Analysts at the time said that the network posed little of a threat to the regime, mainly because officials had controlled outside information so tightly. Additionally, severe limitations on the internet restrict access to any domain except a handful of historical sites that are accessible to a select few people. However, as the Nautilus Institute’s Alexandre Mansourov said in a report, “The DPRK mobile communications industry has crossed the Rubicon and the North Korean government can no longer roll it back without paying a severe political price.”

N. Korea set to mobilise masses for funeral, Agence France Presse, 27 December 2011

Kim Jong-Il’s two other sons are conspicuous by their absence. They are not listed as members of the official funeral committee and have not been pictured during the mourning period. ”Omitting the other offspring provides a straight and clean succession path from Kim Jong-Il to Kim Jong-Un,” wrote Roger Cavazos, an associate of the Nautilus Institute think-tank.

North Korea: Nuclear Ambition, Power Shortage, Marianne Lavelle, National Geographic, 20 December 2011

The best estimates on the extent of that darkness today come from the Nautilus Institute for Security and Sustainability, which has worked for years on the energy situation in North Korea.  The latest figures, which soon will be published as an update to a study Nautilus did in 2007 (pdf), show that North Korea currently is consuming about 10.4 billion kilowatt-hours of electricity per year, says Nautilus senior associate David von Hippel.  That’s less than the electricity used each year by the city of Washington, D.C.  (about 12 billion kilowatt-hours) spread thinly across a country that has almost 40 times as many people as the U.S. capital.

Vacuum Left by Kim Jong Il’s Death May be More Dangerous than the Former North Korean Dictator, Lauren Fox, U.S. News, 19 December 2011

Bush and others like Peter Hayes who have worked with the Nautilus Institute to implement creative development programs on the ground in North Korea believe there is always the chance that a regime change could gradually lead to warmer relations with the isolated country.

Kim Jong Un reportedly attended school in Switzerland for a time during his early teens and is said to have both English and German language skills.

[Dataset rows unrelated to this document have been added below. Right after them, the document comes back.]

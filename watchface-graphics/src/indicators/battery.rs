use super::Error;
use crate::screens::watch_face::Redraw;
use core::fmt::Write;
use heapless::String;
use watchface_common::BatteryState;

/// Projects a battery snapshot into the percentage label and the charge
/// bar level. The bar geometry itself is derived at draw time from the
/// stored level.
pub struct BatteryIndicator {
    level: u8,
    text: String<4>,
}

impl BatteryIndicator {
    pub fn new() -> Self {
        BatteryIndicator {
            level: 0,
            text: String::new(),
        }
    }

    /// Charge level last received, in [0, 100].
    pub fn level(&self) -> u8 {
        self.level
    }

    /// The formatted label text, e.g. `"42%"`.
    pub fn text(&self) -> &str {
        &self.text
    }

    /// Handles a battery state notification. Returns the regions to
    /// invalidate; empty when the displayed level is unchanged.
    pub fn handle_battery(&mut self, state: BatteryState) -> Result<Redraw, Error> {
        let level = state.percent_remaining().min(100);
        if level == self.level && !self.text.is_empty() {
            return Ok(Redraw::empty());
        }

        self.level = level;
        self.text.clear();
        write!(&mut self.text, "{}%", level)?;
        Ok(Redraw::PERCENT | Redraw::BAR)
    }
}

impl Default for BatteryIndicator {
    fn default() -> Self {
        BatteryIndicator::new()
    }
}

#[cfg(test)]
mod tests {
    use super::*;

    #[test]
    fn formats_the_percentage_label() {
        let mut battery = BatteryIndicator::new();
        battery.handle_battery(BatteryState::new(0, false)).unwrap();
        assert_eq!(battery.text(), "0%");

        battery.handle_battery(BatteryState::new(7, false)).unwrap();
        assert_eq!(battery.text(), "7%");

        battery
            .handle_battery(BatteryState::new(100, false))
            .unwrap();
        assert_eq!(battery.text(), "100%");
    }

    #[test]
    fn label_never_exceeds_four_characters() {
        let mut battery = BatteryIndicator::new();
        for level in 0..=100 {
            battery
                .handle_battery(BatteryState::new(level, false))
                .unwrap();
            assert!(battery.text().len() <= 4);
        }
    }

    #[test]
    fn notification_invalidates_label_and_bar() {
        let mut battery = BatteryIndicator::new();
        assert_eq!(
            battery.handle_battery(BatteryState::new(42, false)).unwrap(),
            Redraw::PERCENT | Redraw::BAR
        );
    }

    #[test]
    fn unchanged_level_is_a_no_op() {
        let mut battery = BatteryIndicator::new();
        battery.handle_battery(BatteryState::new(42, false)).unwrap();
        assert_eq!(
            battery.handle_battery(BatteryState::new(42, true)).unwrap(),
            Redraw::empty()
        );
    }

    #[test]
    fn initial_zero_level_still_formats() {
        let mut battery = BatteryIndicator::new();
        assert_eq!(
            battery.handle_battery(BatteryState::new(0, false)).unwrap(),
            Redraw::PERCENT | Redraw::BAR
        );
        assert_eq!(battery.text(), "0%");
    }

    #[test]
    fn stored_level_tracks_the_latest_notification() {
        let mut battery = BatteryIndicator::new();
        for level in [100, 73, 9, 0] {
            battery
                .handle_battery(BatteryState::new(level, false))
                .unwrap();
            assert_eq!(i16::from(battery.level()), level);
        }
    }
}
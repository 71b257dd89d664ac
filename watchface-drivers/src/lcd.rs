use crate::hal::gpio::{p0, Output, PushPull};

pub type LcdCsPin = p0::P0_25<Output<PushPull>>;
pub type LcdDcPin = p0::P0_18<Output<PushPull>>;
pub type LcdResetPin = p0::P0_26<Output<PushPull>>;
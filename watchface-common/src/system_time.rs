use chrono::NaiveDateTime;

/// Read access to the host's wall clock.
///
/// The firmware's RTC-backed clock and the simulator's local-time clock
/// both implement this; the watchface itself never keeps time.
pub trait SystemTimeExt {
    fn date_time(&self) -> &NaiveDateTime;
}
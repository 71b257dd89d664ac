#![no_std]

use nrf52832_hal as hal;

pub use display_interface_spi;
pub use st7789;

pub mod backlight;
pub mod battery_controller;
pub mod lcd;
pub mod watchdog;
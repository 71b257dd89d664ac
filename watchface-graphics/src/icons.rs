use watchface_common::embedded_graphics::{
    geometry::Size,
    image::ImageRaw,
    mono_font::{mapping::StrGlyphMapping, DecorationDimensions, MonoFont},
};

#[derive(Copy, Clone, Eq, PartialEq, Ord, PartialOrd, Hash, Debug)]
pub enum Icon {
    Battery,
}

impl Icon {
    pub fn as_text(self) -> &'static str {
        match self {
            Icon::Battery => "\u{F240}",
        }
    }
}

const GLYPH_MAPPING: StrGlyphMapping = StrGlyphMapping::new("\u{F240}", 0);

/// 16x12 battery outline, 1 bpp. The charge bar nests into the hollow
/// interior at offset (2, 2), 10x8.
#[rustfmt::skip]
const BATTERY_OUTLINE: [u8; 24] = [
    0b1111_1111, 0b1111_1100,
    0b1000_0000, 0b0000_0100,
    0b1000_0000, 0b0000_0100,
    0b1000_0000, 0b0000_0100,
    0b1000_0000, 0b0000_0111,
    0b1000_0000, 0b0000_0111,
    0b1000_0000, 0b0000_0111,
    0b1000_0000, 0b0000_0111,
    0b1000_0000, 0b0000_0100,
    0b1000_0000, 0b0000_0100,
    0b1000_0000, 0b0000_0100,
    0b1111_1111, 0b1111_1100,
];

/// Single-glyph 16x12 monospace icon raster.
pub const BATTERY_ICON_16X12: MonoFont = MonoFont {
    image: ImageRaw::new_binary(&BATTERY_OUTLINE, 16),
    glyph_mapping: &GLYPH_MAPPING,
    character_size: Size::new(16, 12),
    character_spacing: 0,
    baseline: 11,
    underline: DecorationDimensions::new(12, 1),
    strikethrough: DecorationDimensions::new(6, 1),
};

#[derive(Debug)]
pub struct Icons {
    pub battery: &'static MonoFont<'static>,
}

unsafe impl Send for Icons {}

impl Default for Icons {
    fn default() -> Self {
        Icons {
            battery: &BATTERY_ICON_16X12,
        }
    }
}
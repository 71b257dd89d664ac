#![cfg_attr(not(test), no_std)]

pub use chrono;
pub use embedded_graphics;
pub use err_derive;

pub use crate::battery::{BatterySource, BatteryState};
pub use crate::system_time::SystemTimeExt;

mod battery;
pub mod display;
mod system_time;
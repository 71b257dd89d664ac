//! Wall-clock time derived from the RTC monotonic tick counter.
//!
//! Seeded once at boot (from the build-host clock), then advanced by whole
//! seconds as ticks accumulate; the sub-second remainder is carried in the
//! stored instant so the clock never drifts by truncation.

use crate::hal::{rtc, timer};
use crate::rtc_monotonic::{RtcMonotonic, MAX_TICKS, TICK_RATE_HZ};
use rtic::time::{duration::Seconds, Instant};
use watchface_common::chrono::{Duration, NaiveDateTime};
use watchface_common::SystemTimeExt;

pub struct SystemTime<RTC: rtc::Instance, TIM: timer::Instance> {
    uptime: Seconds,
    last_clock_instant: Instant<RtcMonotonic<RTC, TIM>>,
    date_time: NaiveDateTime,
}

impl<RTC, TIM> SystemTime<RTC, TIM>
where
    RTC: rtc::Instance,
    TIM: timer::Instance,
{
    pub fn new(date_time: NaiveDateTime) -> Self {
        SystemTime {
            uptime: Seconds::new(0),
            last_clock_instant: Instant::new(0),
            date_time,
        }
    }

    pub fn update_time(&mut self, now: Instant<RtcMonotonic<RTC, TIM>>) {
        let ticks = now.duration_since_epoch().integer();
        let prev_ticks = self.last_clock_instant.duration_since_epoch().integer();

        let tick_delta = if ticks < prev_ticks {
            (MAX_TICKS - prev_ticks) + (ticks + 1)
        } else {
            ticks - prev_ticks
        };

        let whole_seconds = tick_delta / TICK_RATE_HZ;
        let rest = tick_delta - (whole_seconds * TICK_RATE_HZ);
        let last_clock_ticks = if ticks >= rest {
            ticks - rest
        } else {
            MAX_TICKS - (rest - ticks)
        };

        self.last_clock_instant = Instant::new(last_clock_ticks);

        let sec = Seconds::new(whole_seconds);
        self.uptime = self.uptime + sec;

        self.date_time += Duration::from_std(core::time::Duration::from_secs(sec.0 as _)).unwrap();
    }

    pub fn uptime(&self) -> Seconds {
        self.uptime
    }

    pub fn date_time(&self) -> &NaiveDateTime {
        &self.date_time
    }
}

impl<RTC, TIM> SystemTimeExt for SystemTime<RTC, TIM>
where
    RTC: rtc::Instance,
    TIM: timer::Instance,
{
    fn date_time(&self) -> &NaiveDateTime {
        &self.date_time
    }
}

“He is a cosmopolitan young man. He could surprise us,” Hayes says. “I think it’s unlikely that North Korea engages fully with the West, but it’s low-lying fruit waiting to be plucked by a new administration.”

Information black hole as North Korean leader dies, Jonathan Hopfner, Reuters, 19 December 2011

In the last couple of years, mobile phone use has “just exploded,” he said, with people often using mid-range, China-made handsets to trade SMS messages, play games and browse weather reports.

The North’s mobile communications industry “has crossed the Rubicon, and the government can no longer roll it back without paying a severe political price,” the Nautilus Institute for Security and Sustainability said in a report last month.

North Korea Hits 1 Million Cell Phone Users, But Growth Slows, Kendra Srivastava, Mobiledia, 22 November 2011

North Korea will soon boast one million cell phone users, just four years after people were imprisoned for possessing handsets, illustrating mobile technology’s effect on the isolated, authoritarian country. The Nautilus Institute for Security and Sustainability reports 60 percent of people aged 20 to 50 own mobile phones in the capital of Pyongyang, where the country’s most affluent citizens reside.

FEATURE: Secretive North Korea opens up to cellphones, Jeremy Laurence, Reuters, 20 November 2011

A report this month by the Nautilus Institute for Security and Sustainability said 60 percent of people ages 20 to 50 use cellphones in Pyongyang, a city of around 3 million people who are strictly vetted by the state for residency permits. ”Especially for the younger generation in their 20s and 30s, as well as the merchant community, a cellphone is seen as a must, and many youngsters can no longer see their lives without it,” Alexandre Mansourov wrote in the report.